Fixed Income - Money Market
Short-term interest rates declined during the quarter as both the Namibian and South African Reserve Banks implemented two benchmark interest rate cuts each, totalling a 50 basis point reduction. This policy adjustment was widely anticipated as part of a broader effort to stimulate economic activity in the face of moderating inflation pressures. However, these reductions will likely result in lower money market returns throughout 2025, particularly as rates remain subdued in the near term. On a more positive note for short-term interest rates, the US Federal Reserve has signalled a cautious approach to its rate-cutting cycle. Strong economic data from the US, coupled with a persistently high inflation outlook, has prompted the Federal Reserve to reconsider its earlier, more aggressive stance on monetary easing.
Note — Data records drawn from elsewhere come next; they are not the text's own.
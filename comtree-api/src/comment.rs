use crate::{Field, Profile, Stamp, Stamps, Value};

#[derive(
    Clone, Copy, Debug, Eq, Hash, Ord, PartialEq, PartialOrd, serde::Deserialize, serde::Serialize,
)]
pub enum CommentField {
    Text,
    AuthorLink,
    Likes,
    /// The profile as a whole, not its individual fields
    Profile,
}

impl CommentField {
    pub const ALL: [CommentField; 4] = [
        CommentField::Text,
        CommentField::AuthorLink,
        CommentField::Likes,
        CommentField::Profile,
    ];
}

/// A collected comment together with its author's profile
#[derive(Clone, Debug, Eq, PartialEq, serde::Deserialize, serde::Serialize)]
pub struct Comment {
    text: String,
    author_link: String,
    likes: u64,
    profile: Profile,

    stamps: Stamps<CommentField>,
}

impl Default for Comment {
    fn default() -> Comment {
        Comment {
            text: String::new(),
            author_link: String::new(),
            likes: 0,
            profile: Profile::default(),
            stamps: Stamps::empty(&CommentField::ALL),
        }
    }
}

impl Comment {
    /// Builds a fully-written comment, stamping every field with `at` (or now)
    pub fn new(
        text: impl Into<String>,
        author_link: impl Into<String>,
        likes: u64,
        profile: Profile,
        at: Option<Stamp>,
    ) -> Comment {
        let mut c = Comment::default();
        c.set_all(text.into(), author_link.into(), likes, profile, at);
        c
    }

    pub fn text(&self) -> &str {
        &self.text
    }

    pub fn author_link(&self) -> &str {
        &self.author_link
    }

    pub fn likes(&self) -> u64 {
        self.likes
    }

    pub fn profile(&self) -> &Profile {
        &self.profile
    }

    /// Edits the nested profile in place. This does not restamp the comment's
    /// own `Profile` entry, the profile tracks its own fields.
    pub fn profile_mut(&mut self) -> &mut Profile {
        &mut self.profile
    }

    pub fn stamps(&self) -> &Stamps<CommentField> {
        &self.stamps
    }

    pub fn stamp(&self, field: CommentField) -> Option<Stamp> {
        self.stamps.get(field)
    }

    pub fn set_text(&mut self, text: String) {
        self.text = text;
        self.stamps.touch(CommentField::Text);
    }

    pub fn set_author_link(&mut self, link: String) {
        self.author_link = link;
        self.stamps.touch(CommentField::AuthorLink);
    }

    pub fn set_likes(&mut self, likes: u64) {
        self.likes = likes;
        self.stamps.touch(CommentField::Likes);
    }

    pub fn set_profile(&mut self, profile: Profile) {
        self.profile = profile;
        self.stamps.touch(CommentField::Profile);
    }

    pub fn set_all(
        &mut self,
        text: String,
        author_link: String,
        likes: u64,
        profile: Profile,
        at: Option<Stamp>,
    ) {
        self.text = text;
        self.author_link = author_link;
        self.likes = likes;
        self.profile = profile;
        self.stamps.set_all(Some(at.unwrap_or_else(crate::now)));
    }

    /// Overrides every stamp of the comment and of its profile
    pub fn restamp(&mut self, at: Option<Stamp>) {
        self.stamps.set_all(at);
        self.profile.restamp(at);
    }

    /// Most recent write across the comment and its profile
    pub fn latest_stamp(&self) -> Option<Stamp> {
        self.stamps.latest().max(self.profile.stamps().latest())
    }

    /// Flattened view of one field, as used by search and ordering
    pub fn value(&self, field: Field) -> Value {
        let p = &self.profile;
        match field {
            Field::Text => Value::Str(self.text.clone()),
            Field::AuthorLink => Value::Str(self.author_link.clone()),
            Field::Likes => Value::Int(i64::try_from(self.likes).unwrap_or(i64::MAX)),
            Field::ProfileName => Value::Str(p.name().to_string()),
            Field::ProfileLink => Value::Str(p.link().to_string()),
            Field::ProfileId => Value::Str(p.external_id().to_string()),
            Field::Region => Value::Str(p.region().to_string()),
            Field::Followers => Value::Int(p.followers()),
            Field::Following => Value::Int(p.following()),
            Field::LikesReceived => Value::Int(p.likes_received()),
            Field::VideoCount => Value::Int(p.video_count()),
            Field::Gender => Value::Gender(p.gender()),
            Field::Age => Value::Int(p.age()),
            Field::Bio => Value::Str(p.bio().to_string()),
            Field::AccountType => Value::AccountType(p.account_type()),
        }
    }

    /// Value equality including the nested profile, ignoring stamps
    pub fn shallow_eq(&self, other: &Comment) -> bool {
        self.text == other.text
            && self.author_link == other.author_link
            && self.likes == other.likes
            && self.profile.shallow_eq(&other.profile)
    }
}

#[cfg(test)]
mod tests {
    use super::*;
    use crate::Gender;

    #[test]
    fn flattened_values() {
        let mut profile = Profile::default();
        profile.set_gender(Gender::Male);
        profile.set_followers(7);
        let c = Comment::new("hi", "https://example.org/u/1", 5, profile, None);
        assert_eq!(c.value(Field::Text), Value::Str(String::from("hi")));
        assert_eq!(c.value(Field::Likes), Value::Int(5));
        assert_eq!(c.value(Field::Followers), Value::Int(7));
        assert_eq!(c.value(Field::Gender), Value::Gender(Gender::Male));
        assert_eq!(c.value(Field::Age), Value::Int(crate::UNKNOWN));
    }

    #[test]
    fn deep_vs_shallow() {
        let at = crate::now();
        let a = Comment::new("a", "l", 1, Profile::default(), Some(at));
        let mut b = a.clone();
        assert_eq!(a, b);
        b.restamp(None);
        assert!(a.shallow_eq(&b));
        assert_ne!(a, b);
        b.set_likes(2);
        assert!(!a.shallow_eq(&b));
    }

    #[test]
    fn latest_stamp_covers_profile() {
        let at = crate::now();
        let mut c = Comment::new("a", "l", 1, Profile::default(), Some(at));
        let later = at + chrono::Duration::seconds(30);
        c.profile_mut().restamp(Some(later));
        assert_eq!(c.latest_stamp(), Some(later));
    }

    #[test]
    fn json_keeps_every_stamp() {
        let at = chrono::NaiveDate::from_ymd_opt(2024, 1, 2)
            .and_then(|d| d.and_hms_opt(3, 4, 5))
            .unwrap();
        let mut profile = Profile::default();
        profile.set_bio(String::from("bio"));
        let mut c = Comment::new("a", "l", 1, profile, Some(at));
        c.set_likes(2);
        c.profile_mut().restamp(None);
        assert_ne!(c.stamp(CommentField::Likes), c.stamp(CommentField::Text));

        let json = serde_json::to_string(&c).unwrap();
        let back: Comment = serde_json::from_str(&json).unwrap();
        assert_eq!(back, c);
        assert_eq!(back.stamp(CommentField::Text), Some(at));
        assert_eq!(back.profile().stamps().latest(), None);
    }
}
use std::collections::BTreeMap;

/// Local wall-clock time at which a field was written
pub type Stamp = chrono::NaiveDateTime;

pub fn now() -> Stamp {
    chrono::Local::now().naive_local()
}

/// Per-field write times of a record.
///
/// Every field of the record has an entry from construction on, `None` meaning
/// the field was never written.
#[derive(Clone, Debug, Eq, PartialEq, serde::Deserialize, serde::Serialize)]
pub struct Stamps<F: Ord>(BTreeMap<F, Option<Stamp>>);

impl<F: Copy + Ord> Stamps<F> {
    pub fn empty(fields: &[F]) -> Stamps<F> {
        Stamps(fields.iter().map(|f| (*f, None)).collect())
    }

    pub fn get(&self, field: F) -> Option<Stamp> {
        self.0.get(&field).copied().flatten()
    }

    /// Stamp `field` with the current time, never moving its stamp backwards
    pub fn touch(&mut self, field: F) {
        let now = now();
        let slot = self.0.entry(field).or_insert(None);
        *slot = Some(match *slot {
            Some(prev) if prev > now => prev,
            _ => now,
        });
    }

    /// Override every stamp with `at`
    pub fn set_all(&mut self, at: Option<Stamp>) {
        for slot in self.0.values_mut() {
            *slot = at;
        }
    }

    pub fn latest(&self) -> Option<Stamp> {
        self.0.values().flatten().max().copied()
    }

    pub fn iter(&self) -> impl Iterator<Item = (F, Option<Stamp>)> + '_ {
        self.0.iter().map(|(f, s)| (*f, *s))
    }
}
By slowing the pace of rate cuts, the Federal Reserve aims to strike a balance between supporting economic growth and managing inflation risks.
Fixed Income – Bonds
The final quarter of 2024 saw muted returns from fixed income markets as the post-election rally in South Africa subsided. Global and local factors shaped market dynamics, including Donald Trump’s re-election as US president, signalling potential tariff wars and inflationary pressures. While inflation in Namibia and South Africa continued to ease due to lower food and energy prices, both countries initiated interest rate cutting cycles to stimulate growth. In Namibia, the election of the country’s first female president generated optimism, though tangible policy outcomes are awaited. Demand for Namibian government bonds weakened as valuations appeared stretched, leading to a widening of spreads on short and mid-yield curves, detracting from relative performance. Despite this, the asset class delivered solid annual returns, supported by the declining rate environment, though risks to inflation persist due to global geopolitical tensions. The outlook for the asset class remains neutral.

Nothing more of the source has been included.